• **Problem statement**
Exact repetition is the task: copy every entry below.
═══ Data for this task ═══
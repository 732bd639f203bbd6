// ── Connection health tracking ──
//
// Two-state machine driven by the host's connect/disconnect callbacks.
// The record is swapped as a whole with `ArcSwap::rcu`, so a transition is
// decided and applied atomically and readers never see half an update.

use std::sync::Arc;
use std::time::Duration;

use arc_swap::ArcSwap;
use chrono::{DateTime, Utc};
use tokio::time::Instant;
use tracing::{debug, info, warn};

use super::reconnect::ReconnectScheduler;
use crate::diagnostics::DiagnosticsAggregator;
use crate::host::AccessGate;
use crate::model::ConnectionState;

/// Connection state plus the bookkeeping accumulated across transitions.
#[derive(Debug, Clone, Default, PartialEq, Eq)]
pub struct ConnectionRecord {
    pub state: ConnectionState,
    /// Start of the current session; `None` while disconnected.
    pub connected_since: Option<Instant>,
    pub last_changed_at: Option<DateTime<Utc>>,
    /// Connected time of all finished sessions.
    pub accumulated: Duration,
    pub connect_count: u64,
    pub disconnect_count: u64,
}

impl ConnectionRecord {
    /// Total connected time as of `now`, counting the live session.
    pub fn total_connected(&self, now: Instant) -> Duration {
        match self.connected_since {
            Some(since) => self.accumulated + now.saturating_duration_since(since),
            None => self.accumulated,
        }
    }

    fn connected(&self, now: Instant, wall: DateTime<Utc>) -> Option<Self> {
        (self.state == ConnectionState::Disconnected).then(|| Self {
            state: ConnectionState::Connected,
            connected_since: Some(now),
            last_changed_at: Some(wall),
            connect_count: self.connect_count + 1,
            ..self.clone()
        })
    }

    fn disconnected(&self, now: Instant, wall: DateTime<Utc>) -> Option<Self> {
        (self.state == ConnectionState::Connected).then(|| Self {
            state: ConnectionState::Disconnected,
            connected_since: None,
            last_changed_at: Some(wall),
            accumulated: self.total_connected(now),
            disconnect_count: self.disconnect_count + 1,
            ..self.clone()
        })
    }
}

/// Tracks listener connectivity and drives reconnection on loss.
pub struct ConnectionHealthTracker {
    record: ArcSwap<ConnectionRecord>,
    diagnostics: Arc<DiagnosticsAggregator>,
    scheduler: Arc<ReconnectScheduler>,
    access: AccessGate,
}

impl ConnectionHealthTracker {
    pub fn new(
        diagnostics: Arc<DiagnosticsAggregator>,
        scheduler: Arc<ReconnectScheduler>,
        access: AccessGate,
    ) -> Self {
        Self {
            record: ArcSwap::from_pointee(ConnectionRecord::default()),
            diagnostics,
            scheduler,
            access,
        }
    }

    /// Handle a connect callback. Returns `true` if the state changed.
    pub fn on_connected(&self) -> bool {
        let Some(record) = self.transition(ConnectionRecord::connected) else {
            debug!("connect callback while already connected");
            return false;
        };

        info!(connect_count = record.connect_count, "listener connected");
        self.scheduler.reset();
        self.diagnostics.record_connection_transition(record);
        true
    }

    /// Handle a disconnect callback. Returns `true` if the state changed.
    ///
    /// Reconnection is scheduled on every disconnect callback while access
    /// is granted; the scheduler coalesces and caps the attempts.
    pub fn on_disconnected(&self) -> bool {
        let changed = match self.transition(ConnectionRecord::disconnected) {
            Some(record) => {
                warn!(
                    disconnect_count = record.disconnect_count,
                    total_connected_ms = u64::try_from(record.accumulated.as_millis()).unwrap_or(u64::MAX),
                    "listener disconnected"
                );
                self.diagnostics.record_connection_transition(record);
                true
            }
            None => {
                debug!("disconnect callback while already disconnected");
                false
            }
        };

        if self.access.is_access_granted() {
            self.scheduler.schedule();
        } else {
            warn!("notification access revoked, automatic reconnect skipped until access is granted again");
        }
        changed
    }

    pub fn state(&self) -> ConnectionState {
        self.record.load().state
    }

    pub fn record(&self) -> Arc<ConnectionRecord> {
        self.record.load_full()
    }

    /// Apply `next` atomically; returns the new record if it applied.
    fn transition(
        &self,
        next: fn(&ConnectionRecord, Instant, DateTime<Utc>) -> Option<ConnectionRecord>,
    ) -> Option<Arc<ConnectionRecord>> {
        let now = Instant::now();
        let wall = Utc::now();
        let previous = self.record.rcu(|current| {
            next(current, now, wall).map_or_else(|| Arc::clone(current), Arc::new)
        });
        next(&previous, now, wall).map(Arc::new)
    }
}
═══
• **Exercise solution**
repository 732bd639f203bbd6
// ── Connection health tracking ──
//
// Two-state machine driven by the host's connect/disconnect callbacks.
// The record is swapped as a whole with `ArcSwap::rcu`, so a transition is
// decided and applied atomically and readers never see half an update.

use std::sync::Arc;
use std::time::Duration;

use arc_swap::ArcSwap;
use chrono::{DateTime, Utc};
use tokio::time::Instant;
use tracing::{debug, info, warn};

use super::reconnect::ReconnectScheduler;
use crate::diagnostics::DiagnosticsAggregator;
use crate::host::AccessGate;
use crate::model::ConnectionState;

/// Connection state plus the bookkeeping accumulated across transitions.
#[derive(Debug, Clone, Default, PartialEq, Eq)]
pub struct ConnectionRecord {
    pub state: ConnectionState,
    /// Start of the current session; `None` while disconnected.
    pub connected_since: Option<Instant>,
    pub last_changed_at: Option<DateTime<Utc>>,
    /// Connected time of all finished sessions.
    pub accumulated: Duration,
    pub connect_count: u64,
    pub disconnect_count: u64,
}

impl ConnectionRecord {
    /// Total connected time as of `now`, counting the live session.
    pub fn total_connected(&self, now: Instant) -> Duration {
        match self.connected_since {
            Some(since) => self.accumulated + now.saturating_duration_since(since),
            None => self.accumulated,
        }
    }

    fn connected(&self, now: Instant, wall: DateTime<Utc>) -> Option<Self> {
        (self.state == ConnectionState::Disconnected).then(|| Self {
            state: ConnectionState::Connected,
            connected_since: Some(now),
            last_changed_at: Some(wall),
            connect_count: self.connect_count + 1,
            ..self.clone()
        })
    }

    fn disconnected(&self, now: Instant, wall: DateTime<Utc>) -> Option<Self> {
        (self.state == ConnectionState::Connected).then(|| Self {
            state: ConnectionState::Disconnected,
            connected_since: None,
            last_changed_at: Some(wall),
            accumulated: self.total_connected(now),
            disconnect_count: self.disconnect_count + 1,
            ..self.clone()
        })
    }
}

/// Tracks listener connectivity and drives reconnection on loss.
pub struct ConnectionHealthTracker {
    record: ArcSwap<ConnectionRecord>,
    diagnostics: Arc<DiagnosticsAggregator>,
    scheduler: Arc<ReconnectScheduler>,
    access: AccessGate,
}

impl ConnectionHealthTracker {
    pub fn new(
        diagnostics: Arc<DiagnosticsAggregator>,
        scheduler: Arc<ReconnectScheduler>,
        access: AccessGate,
    ) -> Self {
        Self {
            record: ArcSwap::from_pointee(ConnectionRecord::default()),
            diagnostics,
            scheduler,
            access,
        }
    }

    /// Handle a connect callback. Returns `true` if the state changed.
    pub fn on_connected(&self) -> bool {
        let Some(record) = self.transition(ConnectionRecord::connected) else {
            debug!("connect callback while already connected");
            return false;
        };

        info!(connect_count = record.connect_count, "listener connected");
        self.scheduler.reset();
        self.diagnostics.record_connection_transition(record);
        true
    }

    /// Handle a disconnect callback. Returns `true` if the state changed.
    ///
    /// Reconnection is scheduled on every disconnect callback while access
    /// is granted; the scheduler coalesces and caps the attempts.
    pub fn on_disconnected(&self) -> bool {
        let changed = match self.transition(ConnectionRecord::disconnected) {
            Some(record) => {
                warn!(
                    disconnect_count = record.disconnect_count,
                    total_connected_ms = u64::try_from(record.accumulated.as_millis()).unwrap_or(u64::MAX),
                    "listener disconnected"
                );
                self.diagnostics.record_connection_transition(record);
                true
            }
            None => {
                debug!("disconnect callback while already disconnected");
                false
            }
        };

        if self.access.is_access_granted() {
            self.scheduler.schedule();
        } else {
            warn!("notification access revoked, automatic reconnect skipped until access is granted again");
        }
        changed
    }

    pub fn state(&self) -> ConnectionState {
        self.record.load().state
    }

    pub fn record(&self) -> Arc<ConnectionRecord> {
        self.record.load_full()
    }

    /// Apply `next` atomically; returns the new record if it applied.
    fn transition(
        &self,
        next: fn(&ConnectionRecord, Instant, DateTime<Utc>) -> Option<ConnectionRecord>,
    ) -> Option<Arc<ConnectionRecord>> {
        let now = Instant::now();
        let wall = Utc::now();
        let previous = self.record.rcu(|current| {
            next(current, now, wall).map_or_else(|| Arc::clone(current), Arc::new)
        });
        next(&previous, now, wall).map(Arc::new)
    }
}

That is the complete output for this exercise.